A PROPÓSITO DOS 71 ANOS DA MORTE DE DIETRICH BONHOEFFER

Em 20 de julho de 1944, um grupo de oficiais do exército alemão tentou dar um fim ao nazismo, por meio da Operação Valquíria. Os principais envolvidos nesta tentativa de remover um tirano do poder eram cristãos, como o major-general Henning von Tresckow e o coronel Claus von Stauffenberg. Entre os implicados nesta ação militar estava Dietrich Bonhoeffer, um destacado pastor luterano e agente duplo do serviço de inteligência militar, que por essa razão foi martirizado num campo de concentração em abril de 1945, aos 39 anos de idade.

Após 1950, seus escritos ocasionais e fragmentários foram redescobertos, ainda que recebendo dúbia interpretação. Por um lado, muitos evangélicos rejeitam os escritos de Bonhoeffer, tratando-os como mera variante do liberalismo teológico do século 19. Com isso, esta tradição deixa de se beneficiar de livros valiosos, como Vida em comunhão e Discipulado, e perdem de vista percepções instigantes e provocadoras, como a religião como idolatria, o tenso equilíbrio entre o viver no mundo como se Deus não existisse e a necessidade da disciplina arcana por parte da igreja, e a fraqueza de Deus em Cristo revelada na cruz. Por outro lado, de acordo com seu amigo e biógrafo Eberhard Bethge, intérpretes liberais falham em manter uma continuidade entre seus escritos mais antigos, cujo teor ele mantinha integralmente, e suas cartas da prisão, extrapolando suas ideias “no interesse do marxismo”. De seus escritos emerge um quadro teológico com nuances e complexidades, e tanto evangélicos como liberais permanecem desconfortáveis diante do quadro maior, no qual a sua oposição política ao nazismo foi resultado direto de sua teologia.

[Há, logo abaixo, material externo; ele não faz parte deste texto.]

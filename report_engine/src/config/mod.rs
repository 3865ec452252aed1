//! Configuration module for the report engine
//!
//! Fixed schema constants live in `constants`; runtime settings come from
//! the line-oriented key:value configuration file.

pub mod constants;
pub mod settings;

pub use settings::{read_config_file, ConfigError, Settings};
//! Tagged cell values produced by the tabular source

/// Types of cell data in the measurement table. Header and data cells are
/// treated uniformly through this tag.
#[derive(Debug, Clone, Default, PartialEq)]
pub enum Cell {
    #[default]
    Empty,
    /// The vendor NaN marker
    NotANumber,
    /// Text values, including the header row markers
    Text(String),
    /// Numeric measurement values
    Number(f64),
}

impl Cell {
    /// Tag a raw textual cell the way the acquisition layer does: empty
    /// string, the literal "NaN", a parseable number, or free text.
    pub fn from_raw(raw: &str) -> Self {
        if raw.is_empty() {
            Cell::Empty
        } else if raw == "NaN" {
            Cell::NotANumber
        } else if let Ok(value) = raw.parse::<f64>() {
            Cell::Number(value)
        } else {
            Cell::Text(raw.to_string())
        }
    }

    /// Render the cell as the string the assembly stages operate on
    pub fn render(&self) -> String {
        match self {
            Cell::Empty => String::new(),
            Cell::NotANumber => "NaN".to_string(),
            Cell::Text(text) => text.clone(),
            Cell::Number(value) => crate::limits::unit::trim_number(&format!("{}", value)),
        }
    }

    pub fn is_empty(&self) -> bool {
        matches!(self, Cell::Empty)
    }

    pub fn as_text(&self) -> Option<&str> {
        match self {
            Cell::Text(text) => Some(text),
            _ => None,
        }
    }
}
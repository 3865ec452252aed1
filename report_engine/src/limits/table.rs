//! External limit table
//!
//! Optional per-project limit definitions keyed by parameter name. The
//! table is an external collaborator input; entries arrive already split
//! into named columns and are copied into limit records verbatim.

use std::collections::BTreeMap;
use std::path::Path;

/// One parameter's entry in the external limit table
#[derive(Debug, Clone, Default, PartialEq, Eq)]
pub struct LimitEntry {
    pub unit: String,
    pub lsl: String,
    pub usl: String,
    pub req_id: String,
    pub description: String,
    pub typical: String,
    pub test_nr: String,
}

/// Parameter name to limit entry lookup, empty when the project defines
/// no external limits
#[derive(Debug, Clone, Default)]
pub struct LimitTable {
    entries: BTreeMap<String, LimitEntry>,
}

impl LimitTable {
    pub fn new() -> Self {
        Self::default()
    }

    pub fn insert(&mut self, parameter: &str, entry: LimitEntry) {
        self.entries.insert(parameter.to_string(), entry);
    }

    pub fn get(&self, parameter: &str) -> Option<&LimitEntry> {
        self.entries.get(parameter)
    }

    pub fn contains(&self, parameter: &str) -> bool {
        self.entries.contains_key(parameter)
    }

    pub fn len(&self) -> usize {
        self.entries.len()
    }

    pub fn is_empty(&self) -> bool {
        self.entries.is_empty()
    }

    /// Load a semicolon-separated limits file, one parameter per line:
    /// `name;Unit;LSL;USL;ReqID;Description;Typ;TestNr`. Lines starting
    /// with '#' and blank lines are skipped. A missing file yields an
    /// empty table; limits are optional.
    pub fn load(path: &Path) -> Self {
        let Ok(contents) = std::fs::read_to_string(path) else {
            return Self::new();
        };
        let mut table = Self::new();
        for line in contents.lines() {
            let line = line.trim();
            if line.is_empty() || line.starts_with('#') {
                continue;
            }
            let mut cols = line.split(';').map(str::trim);
            let Some(name) = cols.next().filter(|n| !n.is_empty()) else {
                continue;
            };
            let mut next = || cols.next().unwrap_or("").to_string();
            let entry = LimitEntry {
                unit: next(),
                lsl: next(),
                usl: next(),
                req_id: next(),
                description: next(),
                typical: next(),
                test_nr: next(),
            };
            table.insert(name, entry);
        }
        table
    }
}

#[cfg(test)]
mod tests {
    use super::*;

    #[test]
    fn test_lookup() {
        let mut table = LimitTable::new();
        table.insert(
            "ibat_stb",
            LimitEntry {
                unit: "uA".to_string(),
                lsl: "1".to_string(),
                usl: "5".to_string(),
                test_nr: "12".to_string(),
                ..Default::default()
            },
        );
        assert!(table.contains("ibat_stb"));
        assert_eq!(table.get("ibat_stb").unwrap().test_nr, "12");
        assert!(table.get("other").is_none());
    }

    #[test]
    fn test_load() {
        let dir = tempfile::tempdir().unwrap();
        let path = dir.path().join("testlimits.txt");
        std::fs::write(
            &path,
            "# project limits\nibat_stb;uA;1;5;REQ-9;standby current;3;12\n\n",
        )
        .unwrap();

        let table = LimitTable::load(&path);
        assert_eq!(table.len(), 1);
        let entry = table.get("ibat_stb").unwrap();
        assert_eq!(entry.unit, "uA");
        assert_eq!(entry.lsl, "1");
        assert_eq!(entry.usl, "5");
        assert_eq!(entry.req_id, "REQ-9");
        assert_eq!(entry.description, "standby current");
        assert_eq!(entry.typical, "3");
        assert_eq!(entry.test_nr, "12");
    }

    #[test]
    fn test_missing_file_is_empty_table() {
        let table = LimitTable::load(Path::new("/nonexistent/testlimits.txt"));
        assert!(table.is_empty());
    }

    #[test]
    fn test_short_lines_pad_with_empty_columns() {
        let dir = tempfile::tempdir().unwrap();
        let path = dir.path().join("testlimits.txt");
        std::fs::write(&path, "iq;mA\n").unwrap();
        let table = LimitTable::load(&path);
        let entry = table.get("iq").unwrap();
        assert_eq!(entry.unit, "mA");
        assert_eq!(entry.test_nr, "");
    }
}
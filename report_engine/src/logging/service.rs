//! Logging service implementation

use super::events::{LogEvent, LogLevel};
use std::sync::{Arc, Mutex};

/// Simple logger trait
pub trait Logger: Send + Sync {
    fn log(&self, event: &LogEvent);
}

/// Main logging service with a minimum level filter
pub struct LoggingService {
    logger: Arc<dyn Logger>,
    min_level: LogLevel,
}

impl LoggingService {
    /// Create new logging service with specified logger and minimum level
    pub fn new(logger: Arc<dyn Logger>, min_level: LogLevel) -> Self {
        Self { logger, min_level }
    }

    /// Console service at Info level, the default for the binary
    pub fn console() -> Self {
        Self::new(Arc::new(ConsoleLogger::new()), LogLevel::Info)
    }

    /// Check if level should be logged
    pub fn should_log(&self, level: LogLevel) -> bool {
        level <= self.min_level
    }

    /// Log an event
    pub fn log_event(&self, event: LogEvent) {
        if self.should_log(event.level) {
            self.logger.log(&event);
        }
    }
}

/// Console logger writing errors to stderr, everything else to stdout
pub struct ConsoleLogger;

impl ConsoleLogger {
    pub fn new() -> Self {
        Self
    }
}

impl Default for ConsoleLogger {
    fn default() -> Self {
        Self::new()
    }
}

impl Logger for ConsoleLogger {
    fn log(&self, event: &LogEvent) {
        if event.is_error() {
            eprintln!("{}", event.format());
        } else {
            println!("{}", event.format());
        }
    }
}

/// Structured logger emitting one JSON object per line
pub struct StructuredLogger;

impl Logger for StructuredLogger {
    fn log(&self, event: &LogEvent) {
        match event.format_json() {
            Ok(json) => println!("{}", json),
            Err(_) => println!("{}", event.format()),
        }
    }
}

/// In-memory logger for tests
pub struct MemoryLogger {
    events: Mutex<Vec<LogEvent>>,
}

impl MemoryLogger {
    pub fn new() -> Self {
        Self {
            events: Mutex::new(Vec::new()),
        }
    }

    pub fn events(&self) -> Vec<LogEvent> {
        self.events.lock().map(|e| e.clone()).unwrap_or_default()
    }

    pub fn clear(&self) {
        if let Ok(mut events) = self.events.lock() {
            events.clear();
        }
    }
}

impl Default for MemoryLogger {
    fn default() -> Self {
        Self::new()
    }
}

impl Logger for MemoryLogger {
    fn log(&self, event: &LogEvent) {
        if let Ok(mut events) = self.events.lock() {
            events.push(event.clone());
        }
    }
}
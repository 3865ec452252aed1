//! Event system for engine logging

use super::codes::Code;
use std::collections::HashMap;
use std::time::SystemTime;

/// Log severity levels
#[derive(Debug, Clone, Copy, PartialEq, Eq, PartialOrd, Ord)]
pub enum LogLevel {
    Error = 0,
    Warning = 1,
    Info = 2,
    Debug = 3,
}

impl LogLevel {
    pub fn as_str(&self) -> &'static str {
        match self {
            LogLevel::Error => "ERROR",
            LogLevel::Warning => "WARN",
            LogLevel::Info => "INFO",
            LogLevel::Debug => "DEBUG",
        }
    }
}

/// Core log event structure
#[derive(Debug, Clone)]
pub struct LogEvent {
    pub timestamp: SystemTime,
    pub level: LogLevel,
    pub code: Code,
    pub message: String,
    pub context: HashMap<String, String>,
}

impl LogEvent {
    /// Create a new error event
    pub fn error(error_code: Code, message: &str) -> Self {
        Self {
            timestamp: SystemTime::now(),
            level: LogLevel::Error,
            code: error_code,
            message: message.to_string(),
            context: HashMap::new(),
        }
    }

    /// Create a new warning event (warnings may not have codes)
    pub fn warning(message: &str) -> Self {
        Self {
            timestamp: SystemTime::now(),
            level: LogLevel::Warning,
            code: Code::new("W000"),
            message: message.to_string(),
            context: HashMap::new(),
        }
    }

    /// Create warning with specific code
    pub fn warning_with_code(warning_code: Code, message: &str) -> Self {
        Self {
            timestamp: SystemTime::now(),
            level: LogLevel::Warning,
            code: warning_code,
            message: message.to_string(),
            context: HashMap::new(),
        }
    }

    /// Create a new info event (info may not need codes)
    pub fn info(message: &str) -> Self {
        Self {
            timestamp: SystemTime::now(),
            level: LogLevel::Info,
            code: Code::new("I000"),
            message: message.to_string(),
            context: HashMap::new(),
        }
    }

    /// Create a success event (info with success code)
    pub fn success(success_code: Code, message: &str) -> Self {
        Self {
            timestamp: SystemTime::now(),
            level: LogLevel::Info,
            code: success_code,
            message: message.to_string(),
            context: HashMap::new(),
        }
    }

    /// Create a debug event
    pub fn debug(message: &str) -> Self {
        Self {
            timestamp: SystemTime::now(),
            level: LogLevel::Debug,
            code: Code::new("D000"),
            message: message.to_string(),
            context: HashMap::new(),
        }
    }

    /// Add context data
    pub fn with_context(mut self, key: &str, value: &str) -> Self {
        self.context.insert(key.to_string(), value.to_string());
        self
    }

    /// Add table location context
    pub fn with_location(self, row: usize, column: usize) -> Self {
        self.with_context("row", &row.to_string())
            .with_context("column", &column.to_string())
    }

    /// Check if this is an error event
    pub fn is_error(&self) -> bool {
        self.level == LogLevel::Error
    }

    /// Check if this is a warning event
    pub fn is_warning(&self) -> bool {
        self.level == LogLevel::Warning
    }

    /// Check if this event requires halting
    pub fn requires_halt(&self) -> bool {
        super::codes::requires_halt(self.code.as_str())
    }

    /// Get severity from code
    pub fn severity(&self) -> &'static str {
        super::codes::get_severity(self.code.as_str()).as_str()
    }

    /// Get code category
    pub fn category(&self) -> &'static str {
        super::codes::get_category(self.code.as_str())
    }

    /// Get code description
    pub fn description(&self) -> &'static str {
        super::codes::get_description(self.code.as_str())
    }

    /// Check if the condition is recoverable
    pub fn is_recoverable(&self) -> bool {
        super::codes::is_recoverable(self.code.as_str())
    }

    /// Format for display
    pub fn format(&self) -> String {
        let location = match (self.context.get("row"), self.context.get("column")) {
            (Some(row), Some(column)) => format!(" at row {}, column {}", row, column),
            (Some(row), None) => format!(" at row {}", row),
            _ => String::new(),
        };

        format!(
            "[{}] {} - {}{}",
            self.level.as_str(),
            self.code.as_str(),
            self.message,
            location
        )
    }

    /// Format as JSON for structured logging
    pub fn format_json(&self) -> Result<String, serde_json::Error> {
        let timestamp = self
            .timestamp
            .duration_since(std::time::UNIX_EPOCH)
            .unwrap_or_default()
            .as_secs();

        let mut json = serde_json::json!({
            "timestamp": timestamp,
            "level": self.level.as_str(),
            "code": self.code.as_str(),
            "message": self.message,
            "category": self.category(),
            "severity": self.severity(),
        });

        if self.is_error() {
            json["error_metadata"] = serde_json::json!({
                "recoverable": self.is_recoverable(),
                "requires_halt": self.requires_halt(),
                "description": self.description(),
            });
        }

        if !self.context.is_empty() {
            json["context"] = serde_json::Value::Object(
                self.context
                    .iter()
                    .map(|(k, v)| (k.clone(), serde_json::Value::String(v.clone())))
                    .collect(),
            );
        }

        serde_json::to_string(&json)
    }
}
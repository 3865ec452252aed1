//! Unit prefix parsing and value scaling

/// Unit parsing errors; a malformed token aborts the run
#[derive(Debug, Clone, PartialEq, Eq, thiserror::Error)]
pub enum UnitError {
    #[error("Malformed unit token, leading bracket: {unit}")]
    MalformedUnit { unit: String },
}

/// Power-of-ten normalization factor for a unit prefix character
const SCALE_TABLE: &[(char, i32)] = &[
    ('p', 12),
    ('n', 9),
    ('u', 6),
    ('m', 3),
    ('k', -3),
    ('K', -3),
    ('M', -6),
    ('G', -9),
    ('T', -12),
];

/// Inspect the first character of the raw unit string and split it into a
/// scale and the prefix-stripped unit. Unknown leading characters yield
/// scale 0 and the unit unchanged; a leading bracket is an unrecoverable
/// input error.
pub fn get_unit_scale(raw_unit: &str) -> Result<(i32, String), UnitError> {
    let Some(first) = raw_unit.chars().next() else {
        return Ok((0, String::new()));
    };
    if first == '[' || first == ']' {
        return Err(UnitError::MalformedUnit {
            unit: raw_unit.to_string(),
        });
    }
    for &(prefix, scale) in SCALE_TABLE {
        if first == prefix {
            let unit: String = raw_unit.chars().filter(|&c| c != prefix).collect();
            return Ok((scale, unit));
        }
    }
    Ok((0, raw_unit.to_string()))
}

/// Scale a textual value by `10^-scale` and format it with no trailing
/// zeros and no dangling decimal point
pub fn scale_value(scale: i32, value: &str) -> String {
    let parsed: f64 = value.trim().parse().unwrap_or(0.0);
    let scaled = parsed * 10f64.powi(-scale);
    trim_number(&format!("{}", scaled))
}

/// Trim trailing zeros after a decimal point and a dangling decimal point
pub fn trim_number(value: &str) -> String {
    if !value.contains('.') {
        return value.to_string();
    }
    let trimmed = value.trim_end_matches('0');
    trimmed.trim_end_matches('.').to_string()
}

#[cfg(test)]
mod tests {
    use super::*;
    use assert_matches::assert_matches;

    #[test]
    fn test_scale_table() {
        let cases = [
            ("pF", 12, "F"),
            ("nA", 9, "A"),
            ("uV", 6, "V"),
            ("mA", 3, "A"),
            ("kOhm", -3, "Ohm"),
            ("KHz", -3, "Hz"),
            ("MHz", -6, "Hz"),
            ("GHz", -9, "Hz"),
            ("THz", -12, "Hz"),
        ];
        for (raw, scale, unit) in cases {
            assert_eq!(get_unit_scale(raw).unwrap(), (scale, unit.to_string()));
        }
    }

    #[test]
    fn test_unknown_prefix_keeps_unit() {
        assert_eq!(get_unit_scale("V").unwrap(), (0, "V".to_string()));
        assert_eq!(get_unit_scale("Ohm").unwrap(), (0, "Ohm".to_string()));
        assert_eq!(get_unit_scale("").unwrap(), (0, String::new()));
    }

    #[test]
    fn test_prefix_removed_everywhere() {
        // the matched character is removed from the whole unit string
        assert_eq!(get_unit_scale("mm").unwrap(), (3, String::new()));
    }

    #[test]
    fn test_leading_bracket_is_fatal() {
        assert_matches!(get_unit_scale("[V]"), Err(UnitError::MalformedUnit { .. }));
        assert_matches!(get_unit_scale("]V"), Err(UnitError::MalformedUnit { .. }));
    }

    #[test]
    fn test_scale_value() {
        assert_eq!(scale_value(3, "12"), "0.012");
        assert_eq!(scale_value(-3, "1.5"), "1500");
        assert_eq!(scale_value(0, "3.30"), "3.3");
        assert_eq!(scale_value(0, "100"), "100");
    }

    #[test]
    fn test_scale_value_round_trip() {
        for (scale, value) in [(3, "12.5"), (6, "7"), (-6, "0.004"), (0, "42")] {
            let scaled: f64 = scale_value(scale, value).parse().unwrap();
            let expected: f64 = value.parse::<f64>().unwrap() * 10f64.powi(-scale);
            assert!((scaled - expected).abs() <= expected.abs() * 1e-12);
        }
    }

    #[test]
    fn test_trim_number() {
        assert_eq!(trim_number("1.000000"), "1");
        assert_eq!(trim_number("3.300"), "3.3");
        assert_eq!(trim_number("100"), "100");
        assert_eq!(trim_number("0.012"), "0.012");
    }
}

No fim, a pergunta importante é: o que podemos aprender dos escritos de Bonhoeffer para sermos melhores cristãos? Logo, ainda que discordando de algumas de suas posições, especialmente quando à inspiração da Escritura, deve-se reconhecer que ele foi um seguidor de Cristo que cria no evangelho e que a nossa fé pode ser encorajada pela leitura de seus livros.

Hoje, os que visitam o Centro Memorial da Resistência Alemã, no Bendlerblock, em Berlim, encontram uma sala exclusivamente dedicada à memória de Bonhoeffer, no prédio que homenageia aqueles que resistiram ao nazismo na Segunda Guerra Mundial.